*The data:*
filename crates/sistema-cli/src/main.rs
mod cli;

fn main() {
    if let Err(e) = cli::run() {
        eprintln!("{e:#}"); // pretty anyhow chain
        std::process::exit(1);
    }
}
// libpn532-rs/libpn532/src/protocol/parser.rs
//! Bounds-checked accessors shared by the reply parsers.

use crate::{Error, Result};

/// Ensure the slice has at least `min` bytes.
pub fn ensure_len(data: &[u8], min: usize) -> Result<()> {
    if data.len() < min {
        return Err(Error::InvalidLength {
            expected: min,
            actual: data.len(),
        });
    }
    Ok(())
}

/// Return a subslice with bounds checking.
pub fn slice_at(data: &[u8], idx: usize, len: usize) -> Result<&[u8]> {
    ensure_len(data, idx + len)?;
    Ok(&data[idx..idx + len])
}

/// Read a single byte at `idx` with bounds checking.
pub fn byte_at(data: &[u8], idx: usize) -> Result<u8> {
    ensure_len(data, idx + 1)?;
    Ok(data[idx])
}

/// Read a length byte at `idx` followed by that many bytes. Returns the
/// bytes and the index just past them.
pub fn length_prefixed_at(data: &[u8], idx: usize) -> Result<(&[u8], usize)> {
    let len = byte_at(data, idx)? as usize;
    let bytes = slice_at(data, idx + 1, len)?;
    Ok((bytes, idx + 1 + len))
}

/// Ensure the first byte (response code) equals `expected` and that at
/// least one byte exists in the slice. Returns UnexpectedResponse on mismatch.
pub fn expect_response_code(data: &[u8], expected: u8) -> Result<()> {
    let actual = byte_at(data, 0)?;
    if actual != expected {
        return Err(Error::UnexpectedResponse { expected, actual });
    }
    Ok(())
}
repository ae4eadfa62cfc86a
//! Test support helpers intended for use by unit and integration tests.
//!
//! These helpers centralize common MockTransport setup so tests across the
//! crate and tests/ directory can reuse the same logic.

use std::cell::{Ref, RefCell, RefMut};
use std::rc::Rc;
use std::time::Duration;

use crate::config::DriverConfig;
use crate::device::{Device, Initialized};
use crate::transport::mock::MockTransport;
use crate::transport::Transport;
use crate::Result;

/// Replies to the initialization sequence: GetFirmwareVersion,
/// SAMConfiguration and RFConfiguration (retries off).
pub const INIT_REPLIES: [&[u8]; 3] = [&[0x03, 0x32, 0x01, 0x06, 0x07], &[0x15], &[0x33]];

/// MockTransport shared between a Device (which owns its transport) and the
/// test that wants to inspect what was written.
#[derive(Debug, Clone, Default)]
pub struct SharedMock(Rc<RefCell<MockTransport>>);

impl SharedMock {
    /// Empty mock with nothing queued.
    pub fn new() -> Self {
        Self::default()
    }

    /// Inspect the mock.
    pub fn borrow(&self) -> Ref<'_, MockTransport> {
        self.0.borrow()
    }

    /// Queue replies or clear recorded traffic.
    pub fn borrow_mut(&self) -> RefMut<'_, MockTransport> {
        self.0.borrow_mut()
    }

    /// Another handle to the same mock, ready to hand to a Device.
    pub fn boxed(&self) -> Box<dyn Transport> {
        Box::new(self.clone())
    }
}

impl Transport for SharedMock {
    fn send(&mut self, data: &[u8]) -> Result<()> {
        self.0.borrow_mut().send(data)
    }

    fn receive(&mut self, len: usize, timeout: Duration) -> Result<Vec<u8>> {
        self.0.borrow_mut().receive(len, timeout)
    }

    fn flush(&mut self) -> Result<()> {
        self.0.borrow_mut().flush()
    }

    fn reset_input(&mut self) -> Result<()> {
        self.0.borrow_mut().reset_input()
    }

    fn name(&self) -> String {
        self.0.borrow().name()
    }
}

/// Queue ACK + reply for every step of [`Device::initialize`].
#[doc(hidden)]
pub fn seed_init(mock: &mut MockTransport) {
    for reply in INIT_REPLIES {
        mock.push_exchange(reply);
    }
}

/// Initialize a Device over `mock` with the default configuration, then
/// forget everything the initialization wrote so tests only see their own
/// traffic.
#[doc(hidden)]
pub fn initialized_mock_device(mock: &SharedMock) -> Result<Device<Initialized>> {
    initialized_mock_device_with(mock, DriverConfig::default())
}

/// [`initialized_mock_device`] with an explicit driver configuration.
#[doc(hidden)]
pub fn initialized_mock_device_with(
    mock: &SharedMock,
    config: DriverConfig,
) -> Result<Device<Initialized>> {
    #[cfg(test)]
    init_logging();
    seed_init(&mut mock.borrow_mut());
    let device = Device::with_config(mock.boxed(), config).initialize()?;
    let mut m = mock.borrow_mut();
    m.sent.clear();
    m.reads.clear();
    Ok(device)
}

/// Route `log` records to the test harness output. Safe to call from every
/// test.
#[cfg(test)]
pub fn init_logging() {
    let _ = env_logger::builder().is_test(true).try_init();
}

*Exercise goal:* Which lines run from the one holding "the reply parsers." through the one holding "pub struct SharedMock(Rc<RefCell<MockTransport>>);" in the records above? Repeat them exactly, both included, and nothing more.

*Result of this exercise:*
//! Bounds-checked accessors shared by the reply parsers.

use crate::{Error, Result};

/// Ensure the slice has at least `min` bytes.
pub fn ensure_len(data: &[u8], min: usize) -> Result<()> {
    if data.len() < min {
        return Err(Error::InvalidLength {
            expected: min,
            actual: data.len(),
        });
    }
    Ok(())
}

/// Return a subslice with bounds checking.
pub fn slice_at(data: &[u8], idx: usize, len: usize) -> Result<&[u8]> {
    ensure_len(data, idx + len)?;
    Ok(&data[idx..idx + len])
}

/// Read a single byte at `idx` with bounds checking.
pub fn byte_at(data: &[u8], idx: usize) -> Result<u8> {
    ensure_len(data, idx + 1)?;
    Ok(data[idx])
}

/// Read a length byte at `idx` followed by that many bytes. Returns the
/// bytes and the index just past them.
pub fn length_prefixed_at(data: &[u8], idx: usize) -> Result<(&[u8], usize)> {
    let len = byte_at(data, idx)? as usize;
    let bytes = slice_at(data, idx + 1, len)?;
    Ok((bytes, idx + 1 + len))
}

/// Ensure the first byte (response code) equals `expected` and that at
/// least one byte exists in the slice. Returns UnexpectedResponse on mismatch.
pub fn expect_response_code(data: &[u8], expected: u8) -> Result<()> {
    let actual = byte_at(data, 0)?;
    if actual != expected {
        return Err(Error::UnexpectedResponse { expected, actual });
    }
    Ok(())
}
repository ae4eadfa62cfc86a
//! Test support helpers intended for use by unit and integration tests.
//!
//! These helpers centralize common MockTransport setup so tests across the
//! crate and tests/ directory can reuse the same logic.

use std::cell::{Ref, RefCell, RefMut};
use std::rc::Rc;
use std::time::Duration;

use crate::config::DriverConfig;
use crate::device::{Device, Initialized};
use crate::transport::mock::MockTransport;
use crate::transport::Transport;
use crate::Result;

/// Replies to the initialization sequence: GetFirmwareVersion,
/// SAMConfiguration and RFConfiguration (retries off).
pub const INIT_REPLIES: [&[u8]; 3] = [&[0x03, 0x32, 0x01, 0x06, 0x07], &[0x15], &[0x33]];

/// MockTransport shared between a Device (which owns its transport) and the
/// test that wants to inspect what was written.
#[derive(Debug, Clone, Default)]
pub struct SharedMock(Rc<RefCell<MockTransport>>);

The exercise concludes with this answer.